Furthermore, he said digital assets could also be exploited to circumvent exchange rate policy measures, which could destabilize capital flows and complicate the management of exchange rate volatility.
Financial institutions’ exposure to digital assets could also lead to increased liquidity, market, credit and operational risks for these entities, the bank added.
He also raised concerns about money laundering and terrorist financing due to the lack or absence of customer identification; consumer protection issues given vulnerability to cyberattacks; and volatility in the value of digital assets that could put investors’ wealth at risk.
New sources of risk are also emerging from stablecoins and decentralized finance (DeFi), he said, noting that stablecoins can experience runs if investors doubt the value of the underlying assets used to back them. stable coins.
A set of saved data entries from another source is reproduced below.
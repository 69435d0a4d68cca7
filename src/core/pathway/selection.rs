//! Which courses each stage offers

use crate::core::catalog::CourseCatalog;
use crate::core::models::{CertificateStage, Course};

/// Whether a course may be picked for a stage under the selected pillar.
///
/// Stages 1 and 2 only offer courses tagged for their certificate inside the
/// selected pillar. Stage 3 offers the whole catalog.
#[must_use]
pub fn is_eligible(course: &Course, stage: CertificateStage, pillar: Option<&str>) -> bool {
    match stage {
        CertificateStage::ProfessionalGraduate | CertificateStage::Graduate => {
            pillar.is_some_and(|p| course.belongs_to(p)) && course.is_offered_for(stage)
        }
        CertificateStage::Masters => true,
    }
}

/// Courses offered for a stage, excluding anything already selected in any
/// stage.
///
/// Stage 2 lists cross-pillar courses first; within each group catalog
/// order is kept.
#[must_use]
pub fn available_courses<'c>(
    catalog: &'c CourseCatalog,
    stage: CertificateStage,
    pillar: Option<&str>,
    selected: &[&Course],
) -> Vec<&'c Course> {
    let mut courses: Vec<&Course> = catalog
        .courses()
        .iter()
        .filter(|course| is_eligible(course, stage, pillar))
        .filter(|course| !selected.iter().any(|s| s.id == course.id))
        .collect();

    if stage == CertificateStage::Graduate {
        courses.sort_by_key(|course| !course.is_cross_pillar());
    }
    courses
}

/// Sum of credits across a selection
#[must_use]
pub fn total_credits(courses: &[&Course]) -> f32 {
    courses.iter().map(|c| c.credits).sum()
}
“Large-scale redemptions of stablecoins can trigger a fire sale of the underlying assets. This could create disruptions in the financial institutions and markets (eg, short-term funding markets) in which these assets are invested.
“If DeFi becomes mainstream, its vulnerabilities and growing interconnectedness with the financial system could undermine financial stability. These vulnerabilities include high leverage, liquidity mismatches and limited buffers such as banks that can provide liquidity during times of stress,” he said.
However, at its current size, BNM said digital assets are not likely to pose systemic risks to the financial system, although that may not be the case if rapid growth continues.
“Given this, we are pursuing a cautious and pragmatic approach to promoting responsible innovation, while ensuring that the risks arising from it are properly managed,” he said.
BNM said this would allow it to harness the benefits while mitigating the associated risks, adding that it will continue to support public-private partnerships and international collaborative efforts to advance the principles of responsible innovation in the space. digital assets.